A conventional EEM polishing apparatus is shown in FIG. 5 and briefly described.

In the figure, 1 is an NG spindle head that can move up and down in the vertical direction, 2
5 is a rotating elastic body called an elastomer sphere attached to the output shaft 4 of the motor 2, and 6 is a suspension in which fine powder abrasive grains are uniformly dispersed. 8 is a workpiece fixed to the bottom of the container 7; 9 is an X-direction air slide that drives the X-table 10; 11 is a Y-direction air slide that drives the Y-table 12; Polished surface 8 of workpiece 8
This is a load support rod that adjusts the degree of proximity between a and the rotating elastic body 5.

The machining operation in this device is carried out by the motor 2, which rotates the elastic body 5.
While rotating the workpiece 8, place it on the X table 10. This is carried out by arbitrarily feeding the workpiece 8 in the X-Y direction using the Y table 12 and bringing the workpiece 8 close to the rotating elastic body 5 in a non-contact state.
As a result, as shown in FIG. 6, the suspension 7 flows in a fluid bearing manner through the minute gap between the rotating elastic body 5 and the polished surface 8a of the workpiece 8, and this suspension The fine powder abrasive grains in 7 collide with and slide on the surface to be polished 8a, and the surface to be polished 8a is polished. Note that the machining marks caused by the - times of feeding become a straight band with a very small width.

Here, as the feeding direction of the workpiece 8, for example, as shown in FIG. The feed is defined as the Y direction feed.

<Problems to be Solved by the Invention> By the way, there is no particular problem with the above-mentioned X-direction feeding, but microscopic observation of the band-shaped machining marks obtained by Y-direction feeding reveals that there are multiple lines parallel to the feeding direction. It was confirmed that a sushi-shaped wound had occurred. In the case of the above-mentioned X direction feeding, the flow direction of the fine powder abrasive grains and the feeding direction are perpendicular to each other and cancel each other out, so it is thought that no sliver-shaped scratches occur.In the case of the Y direction feeding, the fine powder abrasive grains It is thought that the flow direction and the feeding direction are the same and the flow of the abrasive grains is non-uniform, resulting in the formation of sushi-shaped scratches. It has also been confirmed that the above-mentioned sushi-shaped scratches occur even when processing is performed while the workpiece 8 is stopped. The applicant has confirmed that the above-mentioned sushi-like scratches do not occur even when the paper is fed diagonally to the X direction.

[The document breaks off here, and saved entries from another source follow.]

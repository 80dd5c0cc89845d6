/// `data:` URL encoding for the session photo slot
///
/// The slot only holds strings, so the photo travels as
/// `data:<mime>;base64,<payload>`.
use base64::{engine::general_purpose::STANDARD, Engine as _};
use thiserror::Error;

#[derive(Debug, Clone, PartialEq, Eq, Error)]
pub enum DataUrlError {
    #[error("not a data: URL")]
    MissingScheme,
    #[error("data: URL has no payload separator")]
    MissingPayload,
    #[error("data: URL is not base64 encoded")]
    NotBase64,
    #[error("invalid base64 payload: {0}")]
    InvalidPayload(String),
}

/// A decoded `data:` URL
#[derive(Debug, Clone, PartialEq, Eq)]
pub struct DataUrl {
    pub mime: String,
    pub bytes: Vec<u8>,
}

pub fn encode(mime: &str, bytes: &[u8]) -> String {
    format!("data:{};base64,{}", mime, STANDARD.encode(bytes))
}

pub fn parse(url: &str) -> Result<DataUrl, DataUrlError> {
    let rest = url.strip_prefix("data:").ok_or(DataUrlError::MissingScheme)?;
    let (header, payload) = rest.split_once(',').ok_or(DataUrlError::MissingPayload)?;
    let mime = header
        .strip_suffix(";base64")
        .ok_or(DataUrlError::NotBase64)?;

    let bytes = STANDARD
        .decode(payload)
        .map_err(|e| DataUrlError::InvalidPayload(e.to_string()))?;

    Ok(DataUrl {
        mime: mime.to_string(),
        bytes,
    })
}

#[cfg(test)]
mod tests {
    use super::*;

    #[test]
    fn test_encode_format() {
        assert_eq!(encode("image/png", b"hi"), "data:image/png;base64,aGk=");
    }

    #[test]
    fn test_parse_recovers_bytes() {
        let bytes = vec![0xFF, 0xD8, 0xFF, 0xE0, 0x00, 0x10];
        let parsed = parse(&encode("image/jpeg", &bytes)).unwrap();
        assert_eq!(parsed.mime, "image/jpeg");
        assert_eq!(parsed.bytes, bytes);
    }

    #[test]
    fn test_parse_rejects_malformed_urls() {
        assert_eq!(parse("https://example.com/a.jpg"), Err(DataUrlError::MissingScheme));
        assert_eq!(parse("data:image/png;base64"), Err(DataUrlError::MissingPayload));
        assert_eq!(parse("data:text/plain,hello"), Err(DataUrlError::NotBase64));
        assert!(matches!(
            parse("data:image/png;base64,@@@"),
            Err(DataUrlError::InvalidPayload(_))
        ));
    }
}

For this reason, in the past, the feed direction during machining was
It has been pointed out that it is difficult to use because it has to be limited to one direction. Furthermore, it has been pointed out that since the conventional rotary elastic body has a spherical shape, the processing area per unit time is small and processing is time-consuming.

The present invention was created in view of these circumstances, and
The purpose is to prevent the occurrence of slit-like scratches no matter which direction the workpiece or rotary elastic body is fed, and to increase the machining efficiency by increasing the machining area as much as possible.

Means for Solving the Problems> In order to achieve the above object, the present invention immerses a workpiece in a suspension in which fine powder abrasive grains are dispersed, and rotates the surface of the workpiece to be polished. With the elastic bodies facing each other without contact,
The rotating elastic body is rotated to hold the suspension 8 between the rotating elastic body and the surface to be polished.
A polishing method for processing the surface to be polished of the workpiece by flowing a liquid has the following configuration.

In the polishing method of the first invention, during the rotation of the rotating elastic body,
The feature is that the relative position of the rotary elastic body and the workpiece is continuously reciprocated in the same direction as the rotational axis of the rotary elastic body.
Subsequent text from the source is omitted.